Activity: Copy exactly the stretch of data below from the line with "raw.map(Self::from).unwrap_or_default()" through the line with "pub enum ReportOutcome", including both of those lines.

================================

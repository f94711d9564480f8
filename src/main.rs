use std::sync::Arc;
use std::time::Duration;

use tokio::sync::Notify;

use salesboard_lib::config::load_config;
use salesboard_lib::poller::{run_refresh_poller, run_snapshot_writer};
use salesboard_lib::source::http::HttpRecordSource;
use salesboard_lib::sync::SyncEngine;

#[tokio::main]
async fn main() {
    env_logger::Builder::from_env(env_logger::Env::default().default_filter_or("info")).init();

    let config = match load_config() {
        Ok(config) => config,
        Err(e) => {
            log::error!("{}", e);
            std::process::exit(1);
        }
    };

    let source = match HttpRecordSource::new(
        &config.base_url,
        config.api_key.as_deref(),
        config.request_timeout_ms,
    ) {
        Ok(source) => source,
        Err(e) => {
            log::error!("{} ({})", e, e.recovery_suggestion());
            std::process::exit(1);
        }
    };

    let interval = Duration::from_secs(config.refresh_interval_secs);
    let snapshot_path = config.snapshot_path.clone();
    let engine = SyncEngine::new(Arc::new(source), config);

    if let Some(path) = snapshot_path {
        log::info!("Writing dashboard snapshots to {}", path.display());
        tokio::spawn(run_snapshot_writer(engine.subscribe(), path));
    }

    let wake = Arc::new(Notify::new());
    tokio::spawn(run_refresh_poller(engine.clone(), interval, wake.clone()));
    #[cfg(unix)]
    spawn_manual_refresh(wake);

    if let Err(e) = tokio::signal::ctrl_c().await {
        log::error!("Failed to listen for shutdown signal: {}", e);
    }
    let latency = engine.latency();
    for rollup in &latency.sources {
        log::info!(
            "{}: p50 {} ms, p95 {} ms, {} failures ({} in a row)",
            rollup.source,
            rollup.p50_ms,
            rollup.p95_ms,
            rollup.failures,
            rollup.consecutive_failures
        );
    }
    log::info!("Shutting down");
}

/// `kill -USR1 <pid>` forces a reload.
#[cfg(unix)]
fn spawn_manual_refresh(wake: Arc<Notify>) {
    use tokio::signal::unix::{signal, SignalKind};

    let mut usr1 = match signal(SignalKind::user_defined1()) {
        Ok(stream) => stream,
        Err(e) => {
            log::warn!("Manual refresh via SIGUSR1 unavailable: {}", e);
            return;
        }
    };
    tokio::spawn(async move {
        while usr1.recv().await.is_some() {
            wake.notify_one();
        }
    });
}
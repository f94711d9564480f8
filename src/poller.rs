//! Background tasks around the sync engine.
//!
//! - Refresh poller: starts a cycle immediately, then every
//!   `refresh_interval` or whenever `wake` is notified.
//! - Snapshot writer: mirrors every published snapshot to a JSON file.

use std::path::{Path, PathBuf};
use std::sync::Arc;
use std::time::Duration;

use tokio::sync::{watch, Notify};

use crate::sync::{DashboardSnapshot, SyncEngine};

/// Long-lived refresh loop. A zero `interval` disables the timer; manual
/// wakes still start cycles.
pub async fn run_refresh_poller(engine: SyncEngine, interval: Duration, wake: Arc<Notify>) {
    loop {
        let cycle = engine.refresh();
        log::info!("Refresh poller: started cycle {}", cycle.0);

        if interval.is_zero() {
            wake.notified().await;
            log::info!("Refresh poller: woken by manual refresh");
            continue;
        }

        tokio::select! {
            _ = tokio::time::sleep(interval) => {},
            _ = wake.notified() => {
                log::info!("Refresh poller: woken by manual refresh");
            },
        }
    }
}

/// Write each published snapshot to `path` until the engine goes away.
pub async fn run_snapshot_writer(mut rx: watch::Receiver<Arc<DashboardSnapshot>>, path: PathBuf) {
    while rx.changed().await.is_ok() {
        let snapshot = rx.borrow_and_update().clone();
        if let Err(e) = write_snapshot(&path, &snapshot).await {
            log::warn!("Snapshot writer: {}", e);
        }
    }
    log::debug!("Snapshot writer: engine dropped, stopping");
}

/// Replace `path` with the pretty-printed snapshot via a temp file + rename.
pub async fn write_snapshot(path: &Path, snapshot: &DashboardSnapshot) -> Result<(), String> {
    let payload = serde_json::to_string_pretty(snapshot)
        .map_err(|e| format!("Failed to serialize snapshot: {}", e))?;
    if let Some(parent) = path.parent().filter(|p| !p.as_os_str().is_empty()) {
        tokio::fs::create_dir_all(parent)
            .await
            .map_err(|e| format!("Failed to create {}: {}", parent.display(), e))?;
    }
    let temp_path = path.with_extension("json.tmp");
    tokio::fs::write(&temp_path, payload)
        .await
        .map_err(|e| format!("Failed to write temp file {}: {}", temp_path.display(), e))?;
    tokio::fs::rename(&temp_path, path)
        .await
        .map_err(|e| format!("Failed to replace {}: {}", path.display(), e))
}

#[cfg(test)]
mod tests {
    use super::*;
    use crate::config::Config;
    use crate::sync::SnapshotPhase;
    use crate::test_support::MemorySource;
    use serde_json::json;

    fn engine() -> SyncEngine {
        let source = Arc::new(MemorySource::new());
        source.set_table("advisors", vec![json!({ "ID": 1, "NOMBRE": "Ana" })]);
        let config: Config = serde_json::from_value(json!({ "baseUrl": "memory://store" })).unwrap();
        SyncEngine::new(source, config)
    }

    #[tokio::test]
    async fn test_write_snapshot_replaces_file() {
        let dir = tempfile::tempdir().unwrap();
        let path = dir.path().join("nested").join("dashboard.json");
        let snapshot = DashboardSnapshot {
            cycle: 7,
            ..Default::default()
        };

        write_snapshot(&path, &snapshot).await.unwrap();
        let written: serde_json::Value =
            serde_json::from_str(&std::fs::read_to_string(&path).unwrap()).unwrap();
        assert_eq!(written["cycle"], 7);
        assert_eq!(written["phase"], "empty");
        assert!(!path.with_extension("json.tmp").exists());
    }

    #[tokio::test]
    async fn test_manual_wake_starts_new_cycle() {
        let engine = engine();
        let mut rx = engine.subscribe();
        let wake = Arc::new(Notify::new());
        let poller = tokio::spawn(run_refresh_poller(
            engine.clone(),
            Duration::ZERO,
            wake.clone(),
        ));

        rx.wait_for(|s| s.cycle == 1 && s.phase == SnapshotPhase::Complete)
            .await
            .unwrap();
        wake.notify_one();
        rx.wait_for(|s| s.cycle == 2 && s.phase == SnapshotPhase::Complete)
            .await
            .unwrap();
        assert_eq!(engine.snapshot().advisors[0].name, "Ana");
        poller.abort();
    }

    #[tokio::test]
    async fn test_snapshot_writer_follows_commits() {
        let dir = tempfile::tempdir().unwrap();
        let path = dir.path().join("dashboard.json");
        let engine = engine();
        let mut rx = engine.subscribe();
        let writer = tokio::spawn(run_snapshot_writer(engine.subscribe(), path.clone()));

        engine.refresh();
        rx.wait_for(|s| s.phase == SnapshotPhase::Complete).await.unwrap();
        drop(rx);
        drop(engine);
        // The writer stops once the last sender is gone.
        writer.await.unwrap();

        let written: serde_json::Value =
            serde_json::from_str(&std::fs::read_to_string(&path).unwrap()).unwrap();
        assert_eq!(written["phase"], "complete");
        assert_eq!(written["advisors"][0]["NOMBRE"], "Ana");
    }
}
//! In-memory record store for tests.

use std::collections::{HashMap, VecDeque};
use std::time::Duration;

use async_trait::async_trait;
use parking_lot::Mutex;
use serde_json::{json, Value};
use tokio::sync::oneshot;

use crate::error::SyncError;
use crate::source::RecordSource;

/// Rows `{"ID": 0} .. {"ID": n-1}`.
pub fn numbered_rows(n: usize) -> Vec<Value> {
    (0..n).map(|i| json!({ "ID": i })).collect()
}

#[derive(Default)]
pub struct MemorySource {
    tables: Mutex<HashMap<String, Vec<Value>>>,
    failures: Mutex<HashMap<String, u32>>,
    overrides: Mutex<HashMap<(String, usize), Value>>,
    delays: Mutex<HashMap<String, Duration>>,
    gates: Mutex<HashMap<String, VecDeque<oneshot::Receiver<()>>>>,
    calls: Mutex<Vec<(String, usize)>>,
}

impl MemorySource {
    pub fn new() -> Self {
        Self::default()
    }

    pub fn set_table(&self, endpoint: &str, rows: Vec<Value>) {
        self.tables.lock().insert(endpoint.to_string(), rows);
    }

    /// Fail the next `n` page requests for `endpoint` with a network error.
    pub fn fail_next(&self, endpoint: &str, n: u32) {
        self.failures.lock().insert(endpoint.to_string(), n);
    }

    /// Serve `payload` instead of the page at `offset`.
    pub fn override_page(&self, endpoint: &str, offset: usize, payload: Value) {
        self.overrides
            .lock()
            .insert((endpoint.to_string(), offset), payload);
    }

    pub fn set_delay(&self, endpoint: &str, delay: Duration) {
        self.delays.lock().insert(endpoint.to_string(), delay);
    }

    /// Hold the next page request for `endpoint` until the returned sender
    /// fires. The page contents are captured before waiting.
    pub fn gate_next(&self, endpoint: &str) -> oneshot::Sender<()> {
        let (tx, rx) = oneshot::channel();
        self.gates
            .lock()
            .entry(endpoint.to_string())
            .or_default()
            .push_back(rx);
        tx
    }

    /// Offsets requested for `endpoint`, in call order.
    pub fn calls_for(&self, endpoint: &str) -> Vec<usize> {
        self.calls
            .lock()
            .iter()
            .filter(|(e, _)| e == endpoint)
            .map(|(_, offset)| *offset)
            .collect()
    }
}

#[async_trait]
impl RecordSource for MemorySource {
    async fn fetch_page(
        &self,
        endpoint: &str,
        _query: &str,
        limit: usize,
        offset: usize,
    ) -> Result<Value, SyncError> {
        self.calls.lock().push((endpoint.to_string(), offset));

        {
            let mut failures = self.failures.lock();
            if let Some(remaining) = failures.get_mut(endpoint) {
                if *remaining > 0 {
                    *remaining -= 1;
                    return Err(SyncError::Network(format!("{} unavailable", endpoint)));
                }
            }
        }

        let payload = match self.overrides.lock().get(&(endpoint.to_string(), offset)) {
            Some(payload) => payload.clone(),
            None => {
                let tables = self.tables.lock();
                let rows = tables.get(endpoint).map(Vec::as_slice).unwrap_or(&[]);
                let page: Vec<Value> = rows.iter().skip(offset).take(limit).cloned().collect();
                Value::Array(page)
            }
        };

        let gate = self
            .gates
            .lock()
            .get_mut(endpoint)
            .and_then(VecDeque::pop_front);
        if let Some(gate) = gate {
            let _ = gate.await;
        }

        let delay = self.delays.lock().get(endpoint).copied();
        if let Some(delay) = delay {
            tokio::time::sleep(delay).await;
        }

        Ok(payload)
    }
}
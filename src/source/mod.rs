//! Record store boundary.
//!
//! The store exposes each table as a collection addressable by offset and
//! limit, with no joins or aggregation. Everything above this module works
//! against the `RecordSource` trait so the engine can be driven by the HTTP
//! client in production and by in-memory sources in tests.
//!
//! Modules:
//! - http: reqwest client for the REST store

pub mod http;

use async_trait::async_trait;
use serde::de::DeserializeOwned;
use serde_json::Value;

use crate::error::SyncError;

/// One page request against the record store.
#[async_trait]
pub trait RecordSource: Send + Sync {
    /// Fetch up to `limit` raw records of `endpoint` starting at `offset`.
    ///
    /// Returns the raw payload. A payload that is not a collection is not an
    /// error at this boundary; `page_records` turns it into zero records.
    async fn fetch_page(
        &self,
        endpoint: &str,
        query: &str,
        limit: usize,
        offset: usize,
    ) -> Result<Value, SyncError>;
}

/// Normalize a raw page payload into its records.
///
/// Accepts a bare array, or an object wrapping the array under `data` or
/// `records`. Anything else (error objects, null, scalars) is an empty page.
pub fn page_records(payload: Value) -> Vec<Value> {
    match payload {
        Value::Array(items) => items,
        Value::Object(mut map) => match map.remove("data").or_else(|| map.remove("records")) {
            Some(Value::Array(items)) => items,
            _ => {
                log::debug!("Record store returned a non-collection page; treating as empty");
                Vec::new()
            }
        },
        Value::Null => Vec::new(),
        other => {
            log::debug!(
                "Record store returned a scalar page ({}); treating as empty",
                type_name(&other)
            );
            Vec::new()
        }
    }
}

fn type_name(value: &Value) -> &'static str {
    match value {
        Value::Null => "null",
        Value::Bool(_) => "bool",
        Value::Number(_) => "number",
        Value::String(_) => "string",
        Value::Array(_) => "array",
        Value::Object(_) => "object",
    }
}

/// Decode raw rows into typed records. Rows that don't fit the record shape
/// are skipped; the number skipped is returned alongside.
pub fn decode_records<T: DeserializeOwned>(endpoint: &str, rows: Vec<Value>) -> (Vec<T>, usize) {
    let mut records = Vec::with_capacity(rows.len());
    let mut skipped = 0;
    for row in rows {
        match serde_json::from_value::<T>(row) {
            Ok(record) => records.push(record),
            Err(e) => {
                skipped += 1;
                log::debug!("Skipping malformed {} row: {}", endpoint, e);
            }
        }
    }
    if skipped > 0 {
        log::info!("{}: skipped {} malformed rows", endpoint, skipped);
    }
    (records, skipped)
}

#[cfg(test)]
mod tests {
    use super::*;
    use crate::types::Client;
    use serde_json::json;

    #[test]
    fn test_array_page_passes_through() {
        let rows = page_records(json!([{ "ID": 1 }, { "ID": 2 }]));
        assert_eq!(rows.len(), 2);
    }

    #[test]
    fn test_wrapped_page_is_unwrapped() {
        assert_eq!(page_records(json!({ "data": [1, 2, 3] })).len(), 3);
        assert_eq!(page_records(json!({ "records": [1] })).len(), 1);
    }

    #[test]
    fn test_malformed_pages_are_empty() {
        assert!(page_records(json!({ "error": "table locked" })).is_empty());
        assert!(page_records(json!({ "data": "oops" })).is_empty());
        assert!(page_records(Value::Null).is_empty());
        assert!(page_records(json!("<html>502</html>")).is_empty());
    }

    #[test]
    fn test_decode_skips_bad_rows() {
        let rows = vec![
            json!({ "ID": "c1", "FECHA_CREACION": 100, "ESTADO": "NUEVO" }),
            json!({ "ID": "c2" }),
            json!("garbage"),
        ];
        let (clients, skipped) = decode_records::<Client>("clients", rows);
        assert_eq!(clients.len(), 1);
        assert_eq!(skipped, 2);
    }
}
impl ClientStatus {
    pub fn as_str(&self) -> &'static str {
        match self {
            ClientStatus::New => "NUEVO",
            ClientStatus::NoResponse => "SIN_RESPUESTA",
            ClientStatus::FollowUp => "SEGUIMIENTO",
            ClientStatus::NotInterested => "NO_INTERESADO",
            ClientStatus::LinkSent => "LINK_ENVIADO",
            ClientStatus::Paid => "PAGADO",
            ClientStatus::Vip => "VIP",
            ClientStatus::VipFollowUp => "VIP_SEGUIMIENTO",
            ClientStatus::VipPaid => "VIP_PAGADO",
            ClientStatus::Unknown => "DESCONOCIDO",
        }
    }

    pub fn is_vip(&self) -> bool {
        match self {
            ClientStatus::Vip | ClientStatus::VipFollowUp | ClientStatus::VipPaid => true,
            ClientStatus::New
            | ClientStatus::NoResponse
            | ClientStatus::FollowUp
            | ClientStatus::NotInterested
            | ClientStatus::LinkSent
            | ClientStatus::Paid
            | ClientStatus::Unknown => false,
        }
    }

    /// Status denotes a completed sale.
    pub fn is_sale(&self) -> bool {
        match self {
            ClientStatus::Paid | ClientStatus::VipPaid => true,
            ClientStatus::New
            | ClientStatus::NoResponse
            | ClientStatus::FollowUp
            | ClientStatus::NotInterested
            | ClientStatus::LinkSent
            | ClientStatus::Vip
            | ClientStatus::VipFollowUp
            | ClientStatus::Unknown => false,
        }
    }
}

impl From<String> for ClientStatus {
    fn from(raw: String) -> Self {
        match normalize_tag(&raw).as_str() {
            "NUEVO" => ClientStatus::New,
            "SIN_RESPUESTA" => ClientStatus::NoResponse,
            "SEGUIMIENTO" => ClientStatus::FollowUp,
            "NO_INTERESADO" => ClientStatus::NotInterested,
            "LINK_ENVIADO" | "LINK" => ClientStatus::LinkSent,
            "PAGADO" => ClientStatus::Paid,
            "VIP" => ClientStatus::Vip,
            "VIP_SEGUIMIENTO" => ClientStatus::VipFollowUp,
            "VIP_PAGADO" => ClientStatus::VipPaid,
            _ => ClientStatus::Unknown,
        }
    }
}

impl From<Option<String>> for ClientStatus {
    fn from(raw: Option<String>) -> Self {
        raw.map(Self::from).unwrap_or_default()
    }
}

impl From<ClientStatus> for String {
    fn from(status: ClientStatus) -> Self {
        status.as_str().to_string()
    }
}

/// Outcome tag carried by a report row (`ESTADO_NUEVO`).
#[derive(Debug, Clone, Copy, Default, PartialEq, Eq, Hash, Serialize, Deserialize)]
#[serde(from = "Option<String>", into = "String")]
pub enum ReportOutcome {
    AwaitingResponse,
    Paid,
    FollowUp,
    NoAnswer,
    NotInterested,
    LinkSent,
    #[default]
    Unknown,
}

impl ReportOutcome {
    pub fn as_str(&self) -> &'static str {
        match self {
            ReportOutcome::AwaitingResponse => "ESPERANDO_RESPUESTA",
            ReportOutcome::Paid => "PAGADO",
            ReportOutcome::FollowUp => "SEGUIMIENTO",
            ReportOutcome::NoAnswer => "NO_CONTESTA",
            ReportOutcome::NotInterested => "NO_INTERESADO",
            ReportOutcome::LinkSent => "LINK_ENVIADO",
            ReportOutcome::Unknown => "DESCONOCIDO",
        }
    }

    /// A definitive outcome, as opposed to the "awaiting response"
    /// placeholder or an unrecognized tag.
    pub fn is_definitive(&self) -> bool {
        match self {
            ReportOutcome::Paid
            | ReportOutcome::FollowUp
            | ReportOutcome::NoAnswer
            | ReportOutcome::NotInterested
            | ReportOutcome::LinkSent => true,
            ReportOutcome::AwaitingResponse | ReportOutcome::Unknown => false,
        }
    }
}
//! The conversation aggregate: a user's ten-question interview.

use chrono::{DateTime, Utc};
use serde::{Deserialize, Serialize};

use super::ids::{ConversationId, UserId};
use super::message::{Message, MessageKind, QUESTION_COUNT};

/// A guided interview owned by one user, progressing through ten question
/// slots to completion.
///
/// Invariant: `completed` is true iff `summary` is present and
/// `current_question == QUESTION_COUNT`.
#[derive(Debug, Clone, PartialEq, Serialize, Deserialize)]
#[serde(rename_all = "camelCase")]
pub struct Conversation {
    pub id: ConversationId,
    #[serde(skip)]
    pub user_id: UserId,
    pub title: String,
    pub summary: Option<String>,
    pub created_at: DateTime<Utc>,
    pub completed: bool,
    /// Position in the ten-question sequence, 0 before the first question is
    /// posted. 0 after creation means the first question still needs
    /// generating (a recoverable, visible state).
    pub current_question_number: u8,
}

impl Conversation {
    /// Creates a fresh conversation at slot 0 with no messages.
    pub fn new(user_id: UserId, title: impl Into<String>) -> Self {
        Self {
            id: ConversationId::new(),
            user_id,
            title: title.into(),
            summary: None,
            created_at: Utc::now(),
            completed: false,
            current_question_number: 0,
        }
    }

    /// Whether the current slot is the final one.
    pub fn at_final_question(&self) -> bool {
        self.current_question_number >= QUESTION_COUNT
    }
}

/// A conversation together with its full message history, ordered by
/// creation time ascending.
#[derive(Debug, Clone, PartialEq, Serialize, Deserialize)]
#[serde(rename_all = "camelCase")]
pub struct ConversationWithMessages {
    #[serde(flatten)]
    pub conversation: Conversation,
    pub messages: Vec<Message>,
}

impl ConversationWithMessages {
    /// The response message at a given slot, if one exists.
    pub fn response_at(&self, number: u8) -> Option<&Message> {
        self.messages
            .iter()
            .find(|m| m.kind == MessageKind::Response { number })
    }

    /// The question message at a given slot, if one exists.
    pub fn question_at(&self, number: u8) -> Option<&Message> {
        self.messages
            .iter()
            .find(|m| m.kind == MessageKind::Question { number })
    }

    /// History with the given slot's question and response removed, used
    /// when regenerating the question for that slot.
    pub fn history_excluding_slot(&self, number: u8) -> Vec<Message> {
        self.messages
            .iter()
            .filter(|m| m.kind.question_number() != Some(number))
            .cloned()
            .collect()
    }
}

#[cfg(test)]
mod tests {
    use super::*;

    fn conversation_with(messages: Vec<(MessageKind, &str)>) -> ConversationWithMessages {
        let conversation = Conversation::new(UserId::new(), "Test");
        let messages = messages
            .into_iter()
            .map(|(kind, content)| Message::new(conversation.id, kind, content))
            .collect();
        ConversationWithMessages {
            conversation,
            messages,
        }
    }

    #[test]
    fn new_conversation_starts_empty_at_slot_zero() {
        let c = Conversation::new(UserId::new(), "Career thoughts");
        assert_eq!(c.current_question_number, 0);
        assert!(!c.completed);
        assert!(c.summary.is_none());
    }

    #[test]
    fn final_question_detection() {
        let mut c = Conversation::new(UserId::new(), "t");
        c.current_question_number = 9;
        assert!(!c.at_final_question());
        c.current_question_number = 10;
        assert!(c.at_final_question());
    }

    #[test]
    fn history_excluding_slot_keeps_other_slots_and_summaries() {
        let with = conversation_with(vec![
            (MessageKind::Question { number: 1 }, "q1"),
            (MessageKind::Response { number: 1 }, "r1"),
            (MessageKind::Question { number: 2 }, "q2"),
        ]);
        let history = with.history_excluding_slot(2);
        assert_eq!(history.len(), 2);
        assert!(history.iter().all(|m| m.kind.question_number() != Some(2)));
    }

    #[test]
    fn response_lookup_by_slot() {
        let with = conversation_with(vec![
            (MessageKind::Question { number: 1 }, "q1"),
            (MessageKind::Response { number: 1 }, "r1"),
        ]);
        assert!(with.response_at(1).is_some());
        assert!(with.response_at(2).is_none());
    }
}
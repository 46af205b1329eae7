//! HTTP handlers for the conversation endpoints.

use std::sync::Arc;

use axum::extract::{Json, Path, State};
use axum::http::{header, StatusCode};
use axum::response::{IntoResponse, Response};
use tracing::error;

use crate::application::engine::{ConversationEngine, EngineError};
use crate::domain::export::{export_filename, to_markdown};
use crate::domain::ConversationId;

use super::dto::{
    CreateConversationRequest, CreateConversationResponse, ErrorResponse,
    RegeneratedQuestionResponse, RegeneratedSummaryResponse, SubmitResponseRequest,
    SubmitResponseResponse,
};
use crate::adapters::http::middleware::RequireUser;

/// Shared state for conversation handlers.
#[derive(Clone)]
pub struct ConversationAppState {
    pub engine: Arc<ConversationEngine>,
}

/// Error envelope for the conversation routes.
///
/// Generation and storage causes are logged here and collapsed to a generic
/// 500 so provider internals never reach clients.
pub struct ApiError(EngineError);

impl From<EngineError> for ApiError {
    fn from(err: EngineError) -> Self {
        Self(err)
    }
}

impl IntoResponse for ApiError {
    fn into_response(self) -> Response {
        let (status, message) = match &self.0 {
            EngineError::Validation(err) => (StatusCode::BAD_REQUEST, err.to_string()),
            EngineError::NotFound => {
                (StatusCode::NOT_FOUND, "Conversation not found".to_string())
            }
            EngineError::AlreadyCompleted => (
                StatusCode::BAD_REQUEST,
                "Conversation already completed".to_string(),
            ),
            EngineError::NotCompleted => (
                StatusCode::BAD_REQUEST,
                "Conversation is not completed".to_string(),
            ),
            EngineError::NoActiveQuestion => (
                StatusCode::BAD_REQUEST,
                "No active question".to_string(),
            ),
            EngineError::AlreadyAnswered => (
                StatusCode::BAD_REQUEST,
                "Current question already answered".to_string(),
            ),
            EngineError::Forbidden => {
                (StatusCode::FORBIDDEN, "Permission denied".to_string())
            }
            EngineError::Generation(err) => {
                error!(error = %err, "generation failure surfaced to client as 500");
                (
                    StatusCode::INTERNAL_SERVER_ERROR,
                    "Failed to generate content".to_string(),
                )
            }
            EngineError::Storage(err) => {
                error!(error = %err, "storage failure surfaced to client as 500");
                (
                    StatusCode::INTERNAL_SERVER_ERROR,
                    "Internal server error".to_string(),
                )
            }
        };
        (status, Json(ErrorResponse::new(message))).into_response()
    }
}

fn parse_id(raw: &str) -> Result<ConversationId, Response> {
    raw.parse::<ConversationId>().map_err(|_| {
        (
            StatusCode::BAD_REQUEST,
            Json(ErrorResponse::new("Invalid conversation ID")),
        )
            .into_response()
    })
}

/// POST /conversations
pub async fn create_conversation(
    State(state): State<ConversationAppState>,
    RequireUser(user_id): RequireUser,
    Json(body): Json<CreateConversationRequest>,
) -> Result<impl IntoResponse, ApiError> {
    let created = state.engine.create(user_id, &body.title).await?;
    Ok((
        StatusCode::CREATED,
        Json(CreateConversationResponse {
            conversation: created.conversation,
            first_question: created.first_question,
        }),
    ))
}

/// GET /conversations
pub async fn list_conversations(
    State(state): State<ConversationAppState>,
    RequireUser(user_id): RequireUser,
) -> Result<impl IntoResponse, ApiError> {
    let conversations = state.engine.list(user_id).await?;
    Ok(Json(conversations))
}

/// GET /conversations/:id
pub async fn get_conversation(
    State(state): State<ConversationAppState>,
    RequireUser(user_id): RequireUser,
    Path(id): Path<String>,
) -> Result<Response, ApiError> {
    let id = match parse_id(&id) {
        Ok(id) => id,
        Err(response) => return Ok(response),
    };
    let conversation = state.engine.get(user_id, id).await?;
    Ok(Json(conversation).into_response())
}

/// DELETE /conversations/:id
pub async fn delete_conversation(
    State(state): State<ConversationAppState>,
    RequireUser(user_id): RequireUser,
    Path(id): Path<String>,
) -> Result<Response, ApiError> {
    let id = match parse_id(&id) {
        Ok(id) => id,
        Err(response) => return Ok(response),
    };
    state.engine.delete(user_id, id).await?;
    Ok(StatusCode::NO_CONTENT.into_response())
}

/// POST /conversations/:id/response
pub async fn submit_response(
    State(state): State<ConversationAppState>,
    RequireUser(user_id): RequireUser,
    Path(id): Path<String>,
    Json(body): Json<SubmitResponseRequest>,
) -> Result<Response, ApiError> {
    let id = match parse_id(&id) {
        Ok(id) => id,
        Err(response) => return Ok(response),
    };
    // Detached from the request future: a client disconnect drops this
    // handler, but a generation call already in flight still completes and
    // its result is still persisted.
    let engine = state.engine.clone();
    let outcome = tokio::spawn(async move {
        engine.submit_response(user_id, id, &body.response).await
    })
    .await
    .map_err(|err| {
        error!(error = %err, "submission task aborted unexpectedly");
        EngineError::Storage(err.to_string())
    })??;
    Ok(Json(SubmitResponseResponse {
        saved_response: outcome.saved_response,
        next_question: outcome.next_question,
        is_complete: outcome.is_complete,
        summary: outcome.summary,
    })
    .into_response())
}

/// POST /conversations/:id/regenerate-question
pub async fn regenerate_question(
    State(state): State<ConversationAppState>,
    RequireUser(user_id): RequireUser,
    Path(id): Path<String>,
) -> Result<Response, ApiError> {
    let id = match parse_id(&id) {
        Ok(id) => id,
        Err(response) => return Ok(response),
    };
    let question = state.engine.regenerate_question(user_id, id).await?;
    Ok(Json(RegeneratedQuestionResponse { question }).into_response())
}

/// POST /conversations/:id/regenerate-summary
pub async fn regenerate_summary(
    State(state): State<ConversationAppState>,
    RequireUser(user_id): RequireUser,
    Path(id): Path<String>,
) -> Result<Response, ApiError> {
    let id = match parse_id(&id) {
        Ok(id) => id,
        Err(response) => return Ok(response),
    };
    let summary = state.engine.regenerate_summary(user_id, id).await?;
    Ok(Json(RegeneratedSummaryResponse { summary }).into_response())
}

/// GET /conversations/:id/export
pub async fn export_conversation(
    State(state): State<ConversationAppState>,
    RequireUser(user_id): RequireUser,
    Path(id): Path<String>,
) -> Result<Response, ApiError> {
    let id = match parse_id(&id) {
        Ok(id) => id,
        Err(response) => return Ok(response),
    };
    let conversation = state.engine.get(user_id, id).await?;
    let markdown = to_markdown(&conversation);
    let filename = export_filename(&conversation.conversation.title);
    Ok((
        StatusCode::OK,
        [
            (header::CONTENT_TYPE, "text/markdown".to_string()),
            (
                header::CONTENT_DISPOSITION,
                format!("attachment; filename=\"{filename}\""),
            ),
        ],
        markdown,
    )
        .into_response())
}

================================

Your response:
        raw.map(Self::from).unwrap_or_default()
    }
}

impl From<ClientStatus> for String {
    fn from(status: ClientStatus) -> Self {
        status.as_str().to_string()
    }
}

/// Outcome tag carried by a report row (`ESTADO_NUEVO`).
#[derive(Debug, Clone, Copy, Default, PartialEq, Eq, Hash, Serialize, Deserialize)]
#[serde(from = "Option<String>", into = "String")]
pub enum ReportOutcome {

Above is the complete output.